The line will reflect the best available technology, with driverless trains designed to compete with advanced systems in Copenhagen and Riyadh. At the same time, the students learned how the project compensated extensive wait times for archeological analysis by building an aboveground portion of the line on existing rail from an early twentieth century train line in the outskirts of the city.
The group then continued with Andrea Sciotti, Line C Project Manager, to ride a portion of the line already active before visiting a dig site. Sciotti explained the technical aspects of the project, including the unique geological conditions and water table in Rome, as well as different drilling techniques.
The most interesting part of the experience came with Sciotti’s firsthand accounts of archeological discoveries.
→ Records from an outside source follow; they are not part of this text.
//! Library crate for scan-progress-rs: a live aggregator for multi-step scan event streams.
pub mod backend;
pub mod controller;
pub mod decoder;
pub mod error;
pub mod progress;
pub mod replay;
pub mod server;
pub mod session;
pub mod steps;
pub mod types;

pub use backend::{BackendConfig, FrameStream, HttpBackend, ScanBackend};
pub use controller::ScanProgressController;
pub use progress::ScanProgress;
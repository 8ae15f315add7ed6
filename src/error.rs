//! Error types for the aggregator's fallible seams.

use eventsource_stream::EventStreamError;
use reqwest::Url;

/// A frame that could not be turned into a [`crate::decoder::ScanEvent`].
#[derive(Debug, thiserror::Error)]
pub enum DecodeError {
    #[error("invalid JSON: {0}")]
    Json(#[from] serde_json::Error),

    #[error("frame is not a JSON object")]
    NotAnObject,

    #[error("missing field `{field}` in `{kind}` frame")]
    MissingField {
        kind: &'static str,
        field: &'static str,
    },

    #[error("unrecognized frame type: {0}")]
    UnknownType(String),

    #[error("frame has neither `type` nor `message`")]
    Empty,
}

/// The configured base URL has no path that scan segments can be appended to.
#[derive(Debug, Clone, thiserror::Error)]
#[error("{0} cannot be used as a base URL")]
pub struct InvalidBaseUrl(pub Url);

/// Failure of the event-stream subscription.
#[derive(Debug, thiserror::Error)]
pub enum TransportError {
    #[error("network error: {0}")]
    Http(#[from] reqwest::Error),

    #[error("event stream rejected with HTTP {0}")]
    Status(u16),

    #[error("malformed event stream: {0}")]
    Stream(#[source] EventStreamError<reqwest::Error>),

    #[error(transparent)]
    InvalidUrl(#[from] InvalidBaseUrl),

    #[error("{0}")]
    Other(String),
}

/// Failure of a remote cancellation request.
#[derive(Debug, thiserror::Error)]
pub enum CancelError {
    #[error("no scan has been started")]
    NoActiveScan,

    #[error("cancel rejected with HTTP {status}")]
    Rejected { status: u16 },

    #[error("cancel request failed: {0}")]
    Transport(#[from] reqwest::Error),

    #[error(transparent)]
    InvalidUrl(#[from] InvalidBaseUrl),
}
He described a 2,000 year-old petrified tree from Ancient Rome that was removed for tunnel construction and inspired the design of the station that will link lines A and C at the Basilica of San Giovanni. Piazza Venezia, he explained, proved the most challenging station to locate, considering the concentration of ruins around the Roman Forum. The depth, size, and configuration of each station will vary in accordance with the historical and archeological significance of its surroundings.
While in Rome, the group also enjoyed a private tour of the Acquedotto Vergine below Villa Medici, the only ancient aqueduct still in operation after twenty centuries. Today the aqueduct provides water to the Trevi Fountain and Gian Lorenzo Bernini’s Fontana dei Quattro Fiumi in Piazza Navona, among many others.